[What to produce] Only lines holding the word "ReaderConfig" are wanted. Copy them from the listing below.

[The data]
//! Connection endpoints, options and the stream abstraction shared by the
//! blocking and event-driven connections.

use crate::error::Error;
use crate::reader::ReaderConfig;
use socket2::{SockRef, TcpKeepalive};
use std::io::{self, Read, Write};
use std::net::{Shutdown, TcpStream, ToSocketAddrs};
use std::os::fd::{AsRawFd, RawFd};
use std::os::unix::net::UnixStream;
use std::path::PathBuf;
use std::time::Duration;
use tracing::debug;

/// TCP keepalive probe interval applied when keepalive is enabled.
pub const KEEPALIVE_INTERVAL: Duration = Duration::from_secs(15);

/// Where to connect.
#[derive(Debug, Clone, PartialEq, Eq)]
pub enum Endpoint {
    Tcp { host: String, port: u16 },
    Unix { path: PathBuf },
}

impl std::fmt::Display for Endpoint {
    fn fmt(&self, f: &mut std::fmt::Formatter<'_>) -> std::fmt::Result {
        match self {
            Endpoint::Tcp { host, port } => write!(f, "{host}:{port}"),
            Endpoint::Unix { path } => write!(f, "{}", path.display()),
        }
    }
}

/// How to connect. Retained by connections so that a reconnect can redo the
/// original dial with the same settings.
#[derive(Debug, Clone)]
pub struct ConnectOptions {
    pub endpoint: Endpoint,
    /// Applied to the dial and, for blocking connections, as the socket
    /// read/write timeout.
    pub timeout: Option<Duration>,
    /// Enable TCP keepalive probes at [`KEEPALIVE_INTERVAL`].
    pub keepalive: bool,
    pub reader: ReaderConfig,
}

impl ConnectOptions {
    pub fn tcp(host: impl Into<String>, port: u16) -> Self {
        Self::new(Endpoint::Tcp {
            host: host.into(),
            port,
        })
    }

    pub fn unix(path: impl Into<PathBuf>) -> Self {
        Self::new(Endpoint::Unix { path: path.into() })
    }

    fn new(endpoint: Endpoint) -> Self {
        Self {
            endpoint,
            timeout: None,
            keepalive: false,
            reader: ReaderConfig::default(),
        }
    }

    pub fn timeout(mut self, timeout: Duration) -> Self {
        self.timeout = Some(timeout);
        self
    }

    pub fn keepalive(mut self, enabled: bool) -> Self {
        self.keepalive = enabled;
        self
    }

    pub fn reader_config(mut self, config: ReaderConfig) -> Self {
        self.reader = config;
        self
    }
}

/// A connected TCP or Unix-domain stream.
#[derive(Debug)]
pub(crate) enum Stream {
    Tcp(TcpStream),
    Unix(UnixStream),
}

impl Stream {
    pub(crate) fn set_nonblocking(&self, nonblocking: bool) -> io::Result<()> {
        match self {
            Stream::Tcp(s) => s.set_nonblocking(nonblocking),
            Stream::Unix(s) => s.set_nonblocking(nonblocking),
        }
    }

    pub(crate) fn set_timeouts(&self, timeout: Option<Duration>) -> io::Result<()> {
        match self {
            Stream::Tcp(s) => {
                s.set_read_timeout(timeout)?;
                s.set_write_timeout(timeout)
            }
            Stream::Unix(s) => {
                s.set_read_timeout(timeout)?;
                s.set_write_timeout(timeout)
            }
        }
    }

    /// Pending asynchronous socket error, consumed on read. Used to learn
    /// the outcome of a nonblocking connect.
    pub(crate) fn take_error(&self) -> io::Result<Option<io::Error>> {
        match self {
            Stream::Tcp(s) => s.take_error(),
            Stream::Unix(s) => s.take_error(),
        }
    }

    pub(crate) fn shutdown(&self) {
        let _ = match self {
            Stream::Tcp(s) => s.shutdown(Shutdown::Both),
            Stream::Unix(s) => s.shutdown(Shutdown::Both),
        };
    }
}

impl AsRawFd for Stream {
    fn as_raw_fd(&self) -> RawFd {
        match self {
            Stream::Tcp(s) => s.as_raw_fd(),
            Stream::Unix(s) => s.as_raw_fd(),
        }
    }
}

impl Read for Stream {
    fn read(&mut self, buf: &mut [u8]) -> io::Result<usize> {
        match self {
            Stream::Tcp(s) => s.read(buf),
            Stream::Unix(s) => s.read(buf),
        }
    }
}

impl Write for Stream {
    fn write(&mut self, buf: &[u8]) -> io::Result<usize> {
        match self {
            Stream::Tcp(s) => s.write(buf),
            Stream::Unix(s) => s.write(buf),
        }
    }

    fn flush(&mut self) -> io::Result<()> {
        match self {
            Stream::Tcp(s) => s.flush(),
            Stream::Unix(s) => s.flush(),
        }
    }
}

/// Dial the endpoint synchronously, applying the dial timeout and socket
/// options from `options`.
pub(crate) fn open_blocking(options: &ConnectOptions) -> Result<Stream, Error> {
    let stream = match &options.endpoint {
        Endpoint::Tcp { host, port } => {
            let stream = connect_tcp_blocking(host, *port, options.timeout)?;
            stream.set_nodelay(true).map_err(Error::from)?;
            if options.keepalive {
                enable_keepalive(&stream)?;
            }
            Stream::Tcp(stream)
        }
        Endpoint::Unix { path } => Stream::Unix(UnixStream::connect(path).map_err(Error::from)?),
    };
    stream.set_timeouts(options.timeout).map_err(Error::from)?;
    debug!(endpoint = %options.endpoint, "connected");
    Ok(stream)
}

fn connect_tcp_blocking(
    host: &str,
    port: u16,
    timeout: Option<Duration>,
) -> Result<TcpStream, Error> {
    let addrs = (host, port).to_socket_addrs().map_err(Error::from)?;
    let mut last_err = None;
    for addr in addrs {
        let attempt = match timeout {
            Some(t) => TcpStream::connect_timeout(&addr, t),
            None => TcpStream::connect(addr),
        };
        match attempt {
            Ok(stream) => return Ok(stream),
            Err(e) => last_err = Some(e),
        }
    }
    Err(match last_err {
        Some(e) => Error::from(e),
        None => Error::Other(format!("no addresses resolved for {host}:{port}")),
    })
}

fn enable_keepalive(stream: &TcpStream) -> Result<(), Error> {
    let keepalive = TcpKeepalive::new()
        .with_time(KEEPALIVE_INTERVAL)
        .with_interval(KEEPALIVE_INTERVAL);
    SockRef::from(stream)
        .set_tcp_keepalive(&keepalive)
        .map_err(Error::from)
}

/// Begin a nonblocking dial of the endpoint. The returned stream may still
/// be mid-connect for TCP; completion is signalled by write readiness, at
/// which point [`Stream::take_error`] reports the outcome.
pub(crate) fn connect_start(options: &ConnectOptions) -> Result<Stream, Error> {
    let stream = match &options.endpoint {
        Endpoint::Tcp { host, port } => {
            let stream = connect_tcp_start(host, *port)?;
            stream.set_nodelay(true).map_err(Error::from)?;
            if options.keepalive {
                enable_keepalive(&stream)?;
            }
            Stream::Tcp(stream)
        }
        Endpoint::Unix { path } => {
            let stream = UnixStream::connect(path).map_err(Error::from)?;
            stream.set_nonblocking(true).map_err(Error::from)?;
            Stream::Unix(stream)
        }
    };
    debug!(endpoint = %options.endpoint, "connect started");
    Ok(stream)
}

fn connect_tcp_start(host: &str, port: u16) -> Result<TcpStream, Error> {
    let addrs = (host, port).to_socket_addrs().map_err(Error::from)?;
    let mut last_err = None;
    for addr in addrs {
        let socket = match socket2::Socket::new(
            socket2::Domain::for_address(addr),
            socket2::Type::STREAM,
            Some(socket2::Protocol::TCP),
        ) {
            Ok(s) => s,
            Err(e) => {
                last_err = Some(e);
                continue;
            }
        };
        if let Err(e) = socket.set_nonblocking(true) {
            last_err = Some(e);
            continue;
        }
        match socket.connect(&addr.into()) {
            Ok(()) => return Ok(socket.into()),
            Err(e) if in_progress(&e) => return Ok(socket.into()),
            Err(e) => last_err = Some(e),
        }
    }
    Err(match last_err {
        Some(e) => Error::from(e),
        None => Error::Other(format!("no addresses resolved for {host}:{port}")),
    })
}

/// A nonblocking connect that could not finish immediately reports
/// EINPROGRESS, which the standard library surfaces as WouldBlock.
fn in_progress(e: &io::Error) -> bool {
    e.raw_os_error() == Some(libc::EINPROGRESS) || e.kind() == io::ErrorKind::WouldBlock
}

#[cfg(test)]
mod tests {
    use super::*;

    #[test]
    fn test_endpoint_display() {
        let tcp = Endpoint::Tcp {
            host: "cache.example".to_string(),
            port: 6379,
        };
        assert_eq!(tcp.to_string(), "cache.example:6379");

        let unix = Endpoint::Unix {
            path: PathBuf::from("/tmp/cache.sock"),
        };
        assert_eq!(unix.to_string(), "/tmp/cache.sock");
    }

    #[test]
    fn test_options_builder() {
        let options = ConnectOptions::tcp("localhost", 6379)
            .timeout(Duration::from_millis(250))
            .keepalive(true);
        assert_eq!(options.timeout, Some(Duration::from_millis(250)));
        assert!(options.keepalive);
        assert_eq!(
            options.endpoint,
            Endpoint::Tcp {
                host: "localhost".to_string(),
                port: 6379,
            }
        );
    }

    #[test]
    fn test_blocking_dial_over_loopback() {
        let listener = std::net::TcpListener::bind("127.0.0.1:0").unwrap();
        let port = listener.local_addr().unwrap().port();
        let options = ConnectOptions::tcp("127.0.0.1", port)
            .timeout(Duration::from_secs(1))
            .keepalive(true);
        let stream = open_blocking(&options).unwrap();
        assert!(matches!(stream, Stream::Tcp(_)));
    }

    #[test]
    fn test_connect_refused_is_io_error() {
        // Bind then drop to get a port with nothing listening.
        let listener = std::net::TcpListener::bind("127.0.0.1:0").unwrap();
        let port = listener.local_addr().unwrap().port();
        drop(listener);

        let options = ConnectOptions::tcp("127.0.0.1", port).timeout(Duration::from_secs(1));
        match open_blocking(&options) {
            Err(Error::Io { .. }) | Err(Error::Timeout) => {}
            other => panic!("expected connect failure, got {other:?}"),
        }
    }
}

[The completed task]
use crate::reader::ReaderConfig;
    pub reader: ReaderConfig,
            reader: ReaderConfig::default(),
    pub fn reader_config(mut self, config: ReaderConfig) -> Self {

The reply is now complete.